Extern Sprint Dataset

This is a Dataset which you can use directly in RETURNN. You can use it to get any type of data from Sprint (RWTH ASR toolkit), e.g. you can use Sprint to do feature extraction and preprocessing.

This class is like SprintDatasetBase, except that we will start an external Sprint instance ourselves which will forward the data to us over a pipe. The Sprint subprocess will use SprintExternInterface to communicate with us.

Ogg Zip Dataset

Generic dataset which reads a Zip file containing Ogg files for each sequence and a text document. The feature extraction settings are determined by the audio option, which is passed to ExtractAudioFeatures. Does also support Wav files, and might even support other file formats readable by the ‘soundfile’ library (not tested). By setting audio or targets to None, the dataset can be used in text only or audio only mode.
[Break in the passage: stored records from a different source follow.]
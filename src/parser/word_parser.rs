//! Literal Parsing
//!
//! Words, numbers, quoted strings, simple expansions, concatenation, and
//! heredoc bodies. A literal is a run of fragments glued together with no
//! trivia between them; more than one fragment makes a `concatenation`.

use regex_lite::Regex;

use crate::cst::types::{Node, NodeKind, Span};
use crate::parser::expansion_parser;
use crate::parser::lexer::{char_len_at, LexerMode, Token, TokenKind};
use crate::parser::parser::Parser;

lazy_static::lazy_static! {
    /// Decimal, hex, and `base#digits` numerals
    static ref NUMBER_RE: Option<Regex> = Regex::new(r"^(0x)?[0-9]+(#[0-9A-Za-z@_]+)?$").ok();
}

/// Operators that open a literal fragment
const FRAGMENT_OPENERS: &[&str] = &["\"", "`", "$", "${", "$(", "$((", "<(", ">("];

/// Special parameters usable after `$`
const SPECIAL_PARAMETERS: &[u8] = b"*@?-$!#";

/// True when `tok` can begin a literal
pub fn is_literal_start(tok: &Token) -> bool {
    match tok.kind {
        TokenKind::Word | TokenKind::RawString | TokenKind::AnsiCString => true,
        TokenKind::Operator(op) => FRAGMENT_OPENERS.contains(&op),
        _ => false,
    }
}

pub fn is_number(text: &str) -> bool {
    NUMBER_RE.as_ref().is_some_and(|re| re.is_match(text))
}

/// Parse one literal: a fragment plus every fragment glued to it
pub(crate) fn parse_literal(p: &mut Parser<'_>) -> Option<Node> {
    let first = parse_fragment(p)?;
    let mut parts = vec![first];
    loop {
        let tok = p.peek();
        if !tok.adjacent || !is_literal_start(&tok) {
            break;
        }
        match parse_fragment(p) {
            Some(part) => parts.push(part),
            None => break,
        }
    }
    if parts.len() == 1 {
        parts.pop()
    } else {
        Some(p.node(NodeKind::Concatenation, parts))
    }
}

/// Parse a single literal fragment at the cursor
pub(crate) fn parse_fragment(p: &mut Parser<'_>) -> Option<Node> {
    let tok = p.peek();
    if !is_literal_start(&tok) {
        return None;
    }
    if !p.enter() {
        return Some(p.halted_node());
    }
    let node = match tok.kind {
        TokenKind::Word => word_leaf(p, tok),
        TokenKind::RawString => {
            let text = tok.text(p.src());
            if text.len() < 2 || !text.ends_with('\'') {
                p.unterminated(tok.span.start, "single-quoted string");
            }
            p.token_leaf(tok)
        }
        TokenKind::AnsiCString => {
            if !ansi_c_string_closed(tok.text(p.src())) {
                p.unterminated(tok.span.start, "ANSI-C string");
            }
            p.token_leaf(tok)
        }
        TokenKind::Operator("\"") => parse_string(p),
        TokenKind::Operator("$") => parse_dollar(p, tok),
        TokenKind::Operator("${") => expansion_parser::parse_expansion(p),
        TokenKind::Operator("$(") => expansion_parser::parse_command_substitution(p),
        TokenKind::Operator("$((") => expansion_parser::parse_arithmetic_expansion(p),
        TokenKind::Operator("`") => expansion_parser::parse_backtick_substitution(p),
        _ => expansion_parser::parse_process_substitution(p),
    };
    p.leave();
    Some(node)
}

/// A word token as `word` or `number`
fn word_leaf(p: &mut Parser<'_>, tok: Token) -> Node {
    let kind = if is_number(tok.text(p.src())) {
        NodeKind::Number
    } else {
        NodeKind::Word
    };
    p.leaf_at(kind, tok.span)
}

fn ansi_c_string_closed(text: &str) -> bool {
    let bytes = text.as_bytes();
    let mut i = 2;
    while i < bytes.len() {
        match bytes[i] {
            b'\\' => i += 2,
            b'\'' => return i == bytes.len() - 1,
            _ => i += 1,
        }
    }
    false
}

/// `$` opens an expansion inside double quotes and heredoc bodies only when
/// a name, special parameter, `{`, or `(` follows
fn dollar_expands(bytes: &[u8], i: usize) -> bool {
    match bytes.get(i + 1) {
        Some(&b) => {
            b.is_ascii_alphanumeric() || b == b'_' || b == b'{' || b == b'(' || SPECIAL_PARAMETERS.contains(&b)
        }
        None => false,
    }
}

fn push_content(children: &mut Vec<Node>, start: usize, end: usize) {
    if end > start {
        children.push(Node::leaf(NodeKind::Content, Span::new(start, end)));
    }
}

// =============================================================================
// DOUBLE-QUOTED STRINGS
// =============================================================================

/// `"..."`: content runs interleaved with expansions and substitutions
pub(crate) fn parse_string(p: &mut Parser<'_>) -> Node {
    let open = p.peek();
    let start = open.span.start;
    let mut children = vec![p.token_leaf(open)];
    let src = p.src();
    let bytes = src.as_bytes();

    let mut run_start = p.pos();
    let mut i = run_start;
    loop {
        if i >= bytes.len() {
            push_content(&mut children, run_start, i);
            p.set_pos(i);
            p.unterminated(start, "double-quoted string");
            break;
        }
        match bytes[i] {
            b'"' => {
                push_content(&mut children, run_start, i);
                children.push(p.leaf_at(NodeKind::Token("\""), Span::new(i, i + 1)));
                break;
            }
            b'\\' => {
                i += 1;
                if i < bytes.len() {
                    i += char_len_at(src, i);
                }
            }
            b'$' | b'`' if bytes[i] == b'`' || dollar_expands(bytes, i) => {
                push_content(&mut children, run_start, i);
                p.set_pos(i);
                match parse_fragment(p) {
                    Some(part) if p.pos() > i => {
                        children.push(part);
                        i = p.pos();
                        run_start = i;
                    }
                    _ => {
                        run_start = i;
                        i += 1;
                    }
                }
                if p.is_halted() {
                    break;
                }
            }
            _ => i += 1,
        }
    }
    p.node(NodeKind::String, children)
}

// =============================================================================
// SIMPLE EXPANSIONS
// =============================================================================

/// `$name`, `$1`, `$@`, ... or `$"..."`
fn parse_dollar(p: &mut Parser<'_>, dollar: Token) -> Node {
    let mut children = vec![p.token_leaf(dollar)];
    let src = p.src();
    let bytes = src.as_bytes();
    let pos = p.pos();

    if bytes.get(pos) == Some(&b'"') {
        children.push(parse_string(p));
        return p.node(NodeKind::StringExpansion, children);
    }

    match bytes.get(pos) {
        Some(b) if SPECIAL_PARAMETERS.contains(b) => {
            children.push(p.leaf_at(NodeKind::SpecialVariableName, Span::new(pos, pos + 1)));
        }
        // Positional parameters take a single digit: `$10` is `$1` then `0`
        Some(b) if b.is_ascii_digit() => {
            children.push(name_leaf(p, Span::new(pos, pos + 1)));
        }
        Some(_) => {
            let end = scan_name(bytes, pos);
            children.push(name_leaf(p, Span::new(pos, end)));
        }
        None => {}
    }
    p.node(NodeKind::SimpleExpansion, children)
}

/// End of a `\w+` run starting at `pos`
pub(crate) fn scan_name(bytes: &[u8], pos: usize) -> usize {
    let mut end = pos;
    while end < bytes.len() && (bytes[end].is_ascii_alphanumeric() || bytes[end] == b'_') {
        end += 1;
    }
    end
}

/// `0` and `_` are special parameters; other names are variables
pub(crate) fn name_leaf(p: &mut Parser<'_>, span: Span) -> Node {
    let kind = match &p.src()[span.start..span.end] {
        "0" | "_" => NodeKind::SpecialVariableName,
        _ => NodeKind::VariableName,
    };
    p.leaf_at(kind, span)
}

// =============================================================================
// HEREDOC BODIES
// =============================================================================

/// Build the `heredoc_body` node for `body`. A quoted delimiter makes the
/// whole body one content run; otherwise expansions and substitutions
/// become child nodes.
pub(crate) fn parse_heredoc_body(p: &mut Parser<'_>, body: Span, quoted: bool) -> Node {
    let mut children = Vec::new();
    if quoted || body.is_empty() {
        push_content(&mut children, body.start, body.end);
        return Node::new(NodeKind::HeredocBody, body, children);
    }

    let src = p.src();
    let bytes = src.as_bytes();
    p.push_mode(LexerMode::Command);
    let mut run_start = body.start;
    let mut i = body.start;
    while i < body.end {
        match bytes[i] {
            b'\\' => {
                i += 1;
                if i < body.end {
                    i += char_len_at(src, i);
                }
            }
            b'$' | b'`' if bytes[i] == b'`' || dollar_expands(bytes, i) => {
                let checkpoint = p.checkpoint();
                p.set_pos(i);
                match parse_fragment(p) {
                    Some(part) if p.pos() > i && part.span.end <= body.end => {
                        push_content(&mut children, run_start, i);
                        children.push(part);
                        i = p.pos();
                        run_start = i;
                    }
                    _ => {
                        p.restore(checkpoint);
                        i += 1;
                    }
                }
            }
            _ => i += 1,
        }
    }
    push_content(&mut children, run_start, body.end.max(run_start));
    p.pop_mode();
    Node::new(NodeKind::HeredocBody, body, children)
}
//! Arithmetic Expression Parser
//!
//! Parses bash arithmetic expressions used in:
//! - $((expr))
//! - ((expr))
//! - for ((init; cond; step))
//! - Array subscripts inside arithmetic
//!
//! Binary operators are climbed in one loop over `grammar::ARITH_LEVELS`,
//! loosest to tightest: comma, assignment, ternary, `||`, `&&`, `|`, `^`,
//! `&`, equality, relational, shifts, additive, multiplicative, `**`. Unary
//! prefix operators bind tighter than any binary level, postfix `++`/`--`
//! tightest.

use crate::cst::types::{Node, NodeKind, Span};
use crate::parser::grammar::{
    Assoc, ARITH_LEVELS, ARITH_POSTFIX_OPERATORS, ARITH_PREFIX_OPERATORS, ARITH_TERNARY_LEVEL,
};
use crate::parser::lexer::{Token, TokenKind};
use crate::parser::parser::Parser;
use crate::parser::types::ErrorKind;
use crate::parser::word_parser::{self, is_literal_start};

/// True when the next token is the `))` closing an arithmetic construct
pub(crate) fn at_arith_close(p: &mut Parser<'_>) -> bool {
    let tok = p.peek();
    tok.is_op(")") && p.src()[tok.span.end..].starts_with(')')
}

/// Parse a full expression into `out`, recording an error when none is
/// present
pub(crate) fn parse_required(p: &mut Parser<'_>, out: &mut Vec<Node>) {
    match parse_arithmetic(p) {
        Some(expr) => out.push(expr),
        None => {
            let tok = p.peek();
            if tok.kind != TokenKind::Error {
                missing_operand(p, tok, "arithmetic expression");
            }
        }
    }
}

/// Consume the closing `))`. Tokens before it are wrapped in an `ERROR`
/// node; end of input records an unterminated construct.
pub(crate) fn expect_arith_close(
    p: &mut Parser<'_>,
    out: &mut Vec<Node>,
    construct: &str,
    start: usize,
) -> bool {
    let mut junk = Vec::new();
    let closed = loop {
        if at_arith_close(p) {
            break true;
        }
        let tok = p.peek();
        if tok.is_eof() {
            p.unterminated(start, &format!("{}: expected `))`", construct));
            break false;
        }
        if junk.is_empty() && tok.kind != TokenKind::Error {
            let found = tok.text(p.src()).to_string();
            p.error(
                ErrorKind::SyntaxError,
                tok.span,
                format!("unexpected `{}` in {}", found, construct),
            );
        }
        junk.push(p.token_leaf(tok));
    };
    if !junk.is_empty() {
        out.push(p.node(NodeKind::Error, junk));
    }
    if closed {
        let tok = p.peek();
        let span = Span::new(tok.span.start, tok.span.start + 2);
        out.push(p.leaf_at(NodeKind::Token("))"), span));
    }
    closed
}

fn missing_operand(p: &mut Parser<'_>, tok: Token, after: &str) {
    p.error(
        ErrorKind::SyntaxError,
        tok.span,
        format!("expected an operand after {}", after),
    );
}

fn operator_in(tok: &Token, operators: &[&'static str]) -> Option<&'static str> {
    match tok.kind {
        TokenKind::Operator(op) if operators.contains(&op) => Some(op),
        _ => None,
    }
}

/// Parse a complete arithmetic expression (comma level)
pub(crate) fn parse_arithmetic(p: &mut Parser<'_>) -> Option<Node> {
    parse_arith_level(p, 0)
}

/// Parse an expression whose operators all sit at `min_level` of
/// `ARITH_LEVELS` or tighter. Each call is one nesting level.
pub(crate) fn parse_arith_level(p: &mut Parser<'_>, min_level: usize) -> Option<Node> {
    if !p.enter() {
        return Some(p.halted_node());
    }
    let node = climb(p, min_level);
    p.leave();
    node
}

/// Level of the operator `tok`, if it binds at `min_level` or tighter.
/// `?` stands for the ternary row.
fn infix_level(tok: &Token, min_level: usize) -> Option<(usize, &'static str)> {
    let TokenKind::Operator(op) = tok.kind else {
        return None;
    };
    if op == "?" {
        return (ARITH_TERNARY_LEVEL >= min_level).then_some((ARITH_TERNARY_LEVEL, op));
    }
    ARITH_LEVELS
        .iter()
        .enumerate()
        .skip(min_level)
        .find(|(_, row)| row.operators.contains(&op))
        .map(|(level, _)| (level, op))
}

/// Precedence climbing over `ARITH_LEVELS`
fn climb(p: &mut Parser<'_>, min_level: usize) -> Option<Node> {
    let mut lhs = parse_unary(p)?;
    loop {
        let tok = p.peek();
        let Some((level, op)) = infix_level(&tok, min_level) else {
            break;
        };
        if level == ARITH_TERNARY_LEVEL {
            lhs = parse_ternary(p, lhs, tok);
            continue;
        }
        let mut children = vec![lhs, p.token_leaf(tok)];
        let next = match ARITH_LEVELS[level].assoc {
            Assoc::Right => level,
            Assoc::Left => level + 1,
        };
        match parse_arith_level(p, next) {
            Some(rhs) => children.push(rhs),
            None => {
                let next = p.peek();
                missing_operand(p, next, &format!("`{}`", op));
            }
        }
        lhs = p.node(NodeKind::BinaryArithmeticExpression, children);
    }
    Some(lhs)
}

/// `cond ? a : b` with the cursor on `?`. The else branch is parsed at the
/// ternary level, which makes chains group to the right.
fn parse_ternary(p: &mut Parser<'_>, condition: Node, question: Token) -> Node {
    let mut children = vec![condition, p.token_leaf(question)];
    match parse_arithmetic(p) {
        Some(branch) => children.push(branch),
        None => {
            let next = p.peek();
            missing_operand(p, next, "`?`");
        }
    }

    let colon = p.peek();
    if !colon.is_op(":") {
        let found = colon.text(p.src()).to_string();
        p.error(
            ErrorKind::SyntaxError,
            colon.span,
            format!("expected `:` in conditional expression, found `{}`", found),
        );
        return p.node(NodeKind::TernaryArithmeticExpression, children);
    }
    children.push(p.token_leaf(colon));
    match parse_arith_level(p, ARITH_TERNARY_LEVEL) {
        Some(branch) => children.push(branch),
        None => {
            let next = p.peek();
            missing_operand(p, next, "`:`");
        }
    }
    p.node(NodeKind::TernaryArithmeticExpression, children)
}

fn parse_unary(p: &mut Parser<'_>) -> Option<Node> {
    let tok = p.peek();
    let Some(op) = operator_in(&tok, ARITH_PREFIX_OPERATORS) else {
        return parse_postfix(p);
    };
    let mut children = vec![p.token_leaf(tok)];
    if !p.enter() {
        children.push(p.halted_node());
        return Some(p.node(NodeKind::UnaryArithmeticExpression, children));
    }
    let operand = parse_unary(p);
    p.leave();
    match operand {
        Some(operand) => children.push(operand),
        None => {
            let next = p.peek();
            missing_operand(p, next, &format!("`{}`", op));
        }
    }
    Some(p.node(NodeKind::UnaryArithmeticExpression, children))
}

fn parse_postfix(p: &mut Parser<'_>) -> Option<Node> {
    let operand = parse_primary(p)?;
    let tok = p.peek();
    if tok.adjacent && operator_in(&tok, ARITH_POSTFIX_OPERATORS).is_some() {
        let op = p.token_leaf(tok);
        return Some(p.node(NodeKind::PostfixArithmeticExpression, vec![operand, op]));
    }
    Some(operand)
}

fn parse_primary(p: &mut Parser<'_>) -> Option<Node> {
    let tok = p.peek();
    match tok.kind {
        TokenKind::Word => {
            let text = tok.text(p.src());
            if text.starts_with(|c: char| c.is_ascii_digit()) {
                return Some(p.leaf_at(NodeKind::Number, tok.span));
            }
            if p.src()[tok.span.end..].starts_with('[') {
                let name = p.leaf_at(NodeKind::VariableName, tok.span);
                return Some(parse_arith_subscript(p, name));
            }
            Some(p.leaf_at(NodeKind::Word, tok.span))
        }
        TokenKind::Operator("(") => {
            let start = tok.span.start;
            let mut children = vec![p.token_leaf(tok)];
            match parse_arithmetic(p) {
                Some(inner) => children.push(inner),
                None => {
                    let next = p.peek();
                    missing_operand(p, next, "`(`");
                }
            }
            p.expect_op(&mut children, ")", "parenthesized expression", start);
            Some(p.node(NodeKind::ParenthesizedArithmeticExpression, children))
        }
        TokenKind::Error => Some(p.token_leaf(tok)),
        _ if is_literal_start(&tok) => word_parser::parse_fragment(p),
        _ => None,
    }
}

/// `name[expr]`; the cursor sits on `[`
fn parse_arith_subscript(p: &mut Parser<'_>, name: Node) -> Node {
    let start = name.span.start;
    let mut children = vec![name];
    let open = p.peek();
    children.push(p.token_leaf(open));
    match parse_arithmetic(p) {
        Some(index) => children.push(index),
        None => {
            let next = p.peek();
            missing_operand(p, next, "`[`");
        }
    }
    p.expect_op(&mut children, "]", "subscript", start);
    p.node(NodeKind::Subscript, children)
}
The content of the zip file is:

  • a .txt file with the same name as the zipfile, containing a python list of dictionaries
  • a subfolder with the same name as the zipfile, containing the audio files

The dictionaries in the .txt file must have the following structure:

[{'seq_name': 'arbitrary_sequence_name', 'text': 'some utterance text', 'duration': 2.3, 'file': 'sequence0.wav'}, ...]

If seq_name is not included, the seq_tag will be the name of the file. duration is mandatory, as this information is needed for the sequence sorting.